**INSTRUCTIONS TO FOLLOW**:
What lines below contain the word "metrics"? Please pull each one out.

[Collected data entries]
____

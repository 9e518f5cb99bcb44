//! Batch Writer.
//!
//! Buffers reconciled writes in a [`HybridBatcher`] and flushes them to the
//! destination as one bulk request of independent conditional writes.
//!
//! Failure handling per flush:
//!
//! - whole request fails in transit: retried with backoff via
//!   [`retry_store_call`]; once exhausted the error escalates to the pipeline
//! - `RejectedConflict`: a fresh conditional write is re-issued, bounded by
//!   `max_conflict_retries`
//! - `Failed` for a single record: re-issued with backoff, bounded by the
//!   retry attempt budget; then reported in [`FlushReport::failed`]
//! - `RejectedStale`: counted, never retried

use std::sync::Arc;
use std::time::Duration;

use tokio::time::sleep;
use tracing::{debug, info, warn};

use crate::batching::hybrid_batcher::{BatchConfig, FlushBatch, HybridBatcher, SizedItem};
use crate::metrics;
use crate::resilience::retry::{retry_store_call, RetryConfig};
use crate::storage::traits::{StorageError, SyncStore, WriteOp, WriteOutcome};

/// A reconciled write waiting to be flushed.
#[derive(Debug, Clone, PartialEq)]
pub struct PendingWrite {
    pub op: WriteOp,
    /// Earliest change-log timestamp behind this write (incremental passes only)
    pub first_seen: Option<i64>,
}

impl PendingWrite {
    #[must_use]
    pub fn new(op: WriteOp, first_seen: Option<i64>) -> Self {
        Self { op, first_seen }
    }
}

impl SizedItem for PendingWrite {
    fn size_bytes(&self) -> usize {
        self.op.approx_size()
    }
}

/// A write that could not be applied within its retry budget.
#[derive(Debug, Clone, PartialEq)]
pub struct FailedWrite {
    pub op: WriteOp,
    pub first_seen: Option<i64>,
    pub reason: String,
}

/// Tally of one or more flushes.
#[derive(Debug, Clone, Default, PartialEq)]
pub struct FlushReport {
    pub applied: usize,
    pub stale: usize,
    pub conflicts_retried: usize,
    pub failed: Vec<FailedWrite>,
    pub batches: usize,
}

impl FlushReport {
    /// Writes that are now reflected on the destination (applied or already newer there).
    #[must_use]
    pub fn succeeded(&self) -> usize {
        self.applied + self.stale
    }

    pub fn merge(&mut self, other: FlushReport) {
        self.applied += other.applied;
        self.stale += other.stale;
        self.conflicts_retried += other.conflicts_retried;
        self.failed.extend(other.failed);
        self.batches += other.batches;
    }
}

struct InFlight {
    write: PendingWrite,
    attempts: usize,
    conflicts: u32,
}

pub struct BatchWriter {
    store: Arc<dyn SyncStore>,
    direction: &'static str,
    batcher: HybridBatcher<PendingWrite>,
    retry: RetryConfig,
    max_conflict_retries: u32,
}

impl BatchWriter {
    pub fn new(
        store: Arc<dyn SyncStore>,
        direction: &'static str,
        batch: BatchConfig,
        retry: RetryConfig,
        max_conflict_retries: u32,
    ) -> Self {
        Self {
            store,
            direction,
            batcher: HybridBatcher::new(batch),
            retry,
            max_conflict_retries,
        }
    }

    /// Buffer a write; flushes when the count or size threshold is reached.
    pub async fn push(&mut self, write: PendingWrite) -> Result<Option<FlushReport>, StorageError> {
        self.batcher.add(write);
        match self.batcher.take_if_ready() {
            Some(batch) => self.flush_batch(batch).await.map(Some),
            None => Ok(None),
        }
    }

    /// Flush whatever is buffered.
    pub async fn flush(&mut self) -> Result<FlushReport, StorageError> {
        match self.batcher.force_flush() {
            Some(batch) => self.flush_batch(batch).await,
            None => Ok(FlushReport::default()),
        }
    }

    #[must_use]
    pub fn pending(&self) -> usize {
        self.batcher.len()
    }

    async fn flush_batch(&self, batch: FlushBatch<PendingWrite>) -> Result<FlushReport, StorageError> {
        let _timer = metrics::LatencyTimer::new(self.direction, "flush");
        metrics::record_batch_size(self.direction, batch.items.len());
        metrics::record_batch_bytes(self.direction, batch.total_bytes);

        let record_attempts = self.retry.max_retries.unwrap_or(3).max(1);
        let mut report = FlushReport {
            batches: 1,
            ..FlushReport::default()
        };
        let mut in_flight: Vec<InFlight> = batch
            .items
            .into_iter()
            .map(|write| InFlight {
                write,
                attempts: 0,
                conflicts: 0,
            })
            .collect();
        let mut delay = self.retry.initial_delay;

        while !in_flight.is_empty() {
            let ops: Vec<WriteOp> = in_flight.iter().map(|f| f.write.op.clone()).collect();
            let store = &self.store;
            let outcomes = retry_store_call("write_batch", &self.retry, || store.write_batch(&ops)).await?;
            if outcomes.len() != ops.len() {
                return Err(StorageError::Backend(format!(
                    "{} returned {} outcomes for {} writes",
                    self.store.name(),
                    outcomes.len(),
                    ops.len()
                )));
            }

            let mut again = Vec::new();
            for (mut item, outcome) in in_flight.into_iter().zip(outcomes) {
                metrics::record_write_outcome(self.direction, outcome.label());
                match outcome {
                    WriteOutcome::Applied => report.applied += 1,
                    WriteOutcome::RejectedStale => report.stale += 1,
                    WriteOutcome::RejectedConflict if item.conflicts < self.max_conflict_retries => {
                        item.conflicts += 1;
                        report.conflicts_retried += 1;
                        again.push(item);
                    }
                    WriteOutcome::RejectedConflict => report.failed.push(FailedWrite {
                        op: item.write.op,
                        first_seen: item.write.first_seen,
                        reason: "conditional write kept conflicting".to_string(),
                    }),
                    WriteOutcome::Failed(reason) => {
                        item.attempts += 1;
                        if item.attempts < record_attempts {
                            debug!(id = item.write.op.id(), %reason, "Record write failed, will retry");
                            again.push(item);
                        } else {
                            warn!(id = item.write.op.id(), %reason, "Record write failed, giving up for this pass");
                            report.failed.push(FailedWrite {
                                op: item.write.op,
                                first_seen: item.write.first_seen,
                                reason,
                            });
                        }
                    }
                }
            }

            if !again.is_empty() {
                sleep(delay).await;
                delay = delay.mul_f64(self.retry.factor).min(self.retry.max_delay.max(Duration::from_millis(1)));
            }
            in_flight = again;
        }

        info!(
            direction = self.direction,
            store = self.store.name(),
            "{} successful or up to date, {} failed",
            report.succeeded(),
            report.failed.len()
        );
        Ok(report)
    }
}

____

**WRITTEN ANSWER**:
use crate::metrics;
        let _timer = metrics::LatencyTimer::new(self.direction, "flush");
        metrics::record_batch_size(self.direction, batch.items.len());
        metrics::record_batch_bytes(self.direction, batch.total_bytes);
                metrics::record_write_outcome(self.direction, outcome.label());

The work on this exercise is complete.